Abstract WMP66: Enrollment in a Pre-hospital Stroke Trial: Common Reasons for Patient Non- Enrollment
Background: Enrolling patients in the field is a promising strategy to facilitate entry of subjects within the first 1 to 2 hours after symptom onset into clinical trials for acute stroke treatment. The Field Administration of Stroke Therapy Magnesium (FAST-MAG) Trial is the first multicenter study to implement eliciting informed consent by cell phone between patients or their legally authorized representatives (LARs) and off- site enrolling physician-investigators. Call yield and profile of screen failures observed over the course of the study are reported.
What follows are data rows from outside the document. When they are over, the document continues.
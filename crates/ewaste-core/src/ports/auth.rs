//! Session token inspection port.

/// Claims readable from a stored session token.
#[derive(Debug, Clone, Default, PartialEq, Eq)]
pub struct TokenClaims {
    /// Usually the account email.
    pub subject: Option<String>,
    /// Expiry as a unix timestamp, if the token carries one.
    pub expires_at: Option<i64>,
}

impl TokenClaims {
    pub fn is_expired_at(&self, now: i64) -> bool {
        self.expires_at.is_some_and(|exp| exp <= now)
    }
}

/// Reads claims out of a session token without verifying it.
///
/// The backend holds the signing key; the client only uses the claims to
/// avoid sending a token it already knows has expired.
pub trait TokenInspector: Send + Sync {
    fn inspect(&self, token: &str) -> Result<TokenClaims, AuthError>;
}

/// Session guard errors.
#[derive(Debug, Clone, PartialEq, Eq, thiserror::Error)]
pub enum AuthError {
    #[error("Please login to continue.")]
    MissingAuth,

    #[error("Session expired. Please login again.")]
    TokenExpired,

    #[error("Invalid token: {0}")]
    InvalidToken(String),
}
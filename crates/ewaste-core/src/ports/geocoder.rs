//! Geocoding port used by the pickup address picker.

use async_trait::async_trait;

use crate::domain::Place;

/// Forward and reverse geocoding.
#[async_trait]
pub trait Geocoder: Send + Sync {
    /// Free-text search; at most a handful of best matches.
    async fn search(&self, query: &str) -> Result<Vec<Place>, GeocodeError>;

    /// Address for a coordinate, `None` if the service has no name for it.
    async fn reverse(&self, lat: f64, lon: f64) -> Result<Option<String>, GeocodeError>;
}

#[derive(Debug, Clone, PartialEq, Eq, thiserror::Error)]
pub enum GeocodeError {
    #[error("No locations found.")]
    NoResults,

    #[error("Location search failed. Please try again.")]
    Transport(String),
}
//! JSON file store - the CLI's stand-in for browser local storage.

use std::collections::BTreeMap;
use std::io::ErrorKind;
use std::path::{Path, PathBuf};

use async_trait::async_trait;
use tokio::sync::RwLock;

use ewaste_core::domain::StorageKey;
use ewaste_core::ports::{LocalStore, StoreError};

type Entries = BTreeMap<String, String>;

/// Keeps every key in one flat JSON object on disk.
///
/// The whole file is rewritten on each change: written to a sibling temp
/// file, then renamed over the original.
pub struct JsonFileStore {
    path: PathBuf,
    lock: RwLock<()>,
}

impl JsonFileStore {
    pub fn new(path: impl Into<PathBuf>) -> Self {
        Self {
            path: path.into(),
            lock: RwLock::new(()),
        }
    }

    pub fn path(&self) -> &Path {
        &self.path
    }

    async fn load(&self) -> Result<Entries, StoreError> {
        let raw = match tokio::fs::read(&self.path).await {
            Ok(raw) => raw,
            Err(e) if e.kind() == ErrorKind::NotFound => return Ok(Entries::new()),
            Err(e) => return Err(StoreError::Io(e.to_string())),
        };
        if raw.iter().all(u8::is_ascii_whitespace) {
            return Ok(Entries::new());
        }
        serde_json::from_slice(&raw).map_err(|e| StoreError::Serialization(e.to_string()))
    }

    async fn persist(&self, entries: &Entries) -> Result<(), StoreError> {
        if let Some(parent) = self.path.parent().filter(|p| !p.as_os_str().is_empty()) {
            tokio::fs::create_dir_all(parent)
                .await
                .map_err(|e| StoreError::Io(e.to_string()))?;
        }

        let raw = serde_json::to_vec_pretty(entries)
            .map_err(|e| StoreError::Serialization(e.to_string()))?;
        let tmp = self.path.with_extension("json.tmp");
        tokio::fs::write(&tmp, raw)
            .await
            .map_err(|e| StoreError::Io(e.to_string()))?;
        tokio::fs::rename(&tmp, &self.path)
            .await
            .map_err(|e| StoreError::Io(e.to_string()))
    }

    async fn modify(&self, apply: impl FnOnce(&mut Entries) + Send) -> Result<(), StoreError> {
        let _guard = self.lock.write().await;
        let mut entries = self.load().await?;
        apply(&mut entries);
        self.persist(&entries).await
    }
}

#[async_trait]
impl LocalStore for JsonFileStore {
    async fn get(&self, key: StorageKey) -> Result<Option<String>, StoreError> {
        let _guard = self.lock.read().await;
        Ok(self.load().await?.remove(key.as_str()))
    }

    async fn set(&self, key: StorageKey, value: &str) -> Result<(), StoreError> {
        let value = value.to_string();
        self.modify(move |entries| {
            entries.insert(key.as_str().to_string(), value);
        })
        .await?;
        tracing::debug!(key = key.as_str(), "Stored value");
        Ok(())
    }

    async fn remove(&self, key: StorageKey) -> Result<(), StoreError> {
        self.modify(move |entries| {
            entries.remove(key.as_str());
        })
        .await?;
        tracing::debug!(key = key.as_str(), "Removed value");
        Ok(())
    }
}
Methods: FAST-MAG is a phase 3 trial to evaluate field-initiated magnesium sulfate as a neuroprotective agent to improve the long-term functional outcome in acute stroke. The outcomes of these attempted enrollment calls from 362 participating ambulances to the eight central English and Spanish-speaking enrolling physician-investigators were tracked prospectively from 1/2012 to 1/2005.
Results: Over seven years, 3,726 calls were made to enrolling physicians. Of these, 1478 (40%) resulted in trial enrollments. Among 2248 non-enrollment calls, the five most common reasons for were: physician’s determination of last known well time was longer than two hours (19%), pre-existing condition which could confound outcome evaluation (18%), patient deemed not competent to provide informed consent and no LAR available (12%), rapidly improving neurological deficit (9%), patient not English or Spanish speaking (6%). Phone connection difficulties accounted for only 2.7% of screen failures, whereas 4.2% were competent patients and 11% were LARs refusing participation. Yearly enrollment yeilds did not change significantly throughout the study
Conclusion: Two of every five calls from the field to FM enrolling physicians resulted in trial enrollment. Enrollment yields were consistent throughout the study.
- © 2012 by American Heart Association, Inc.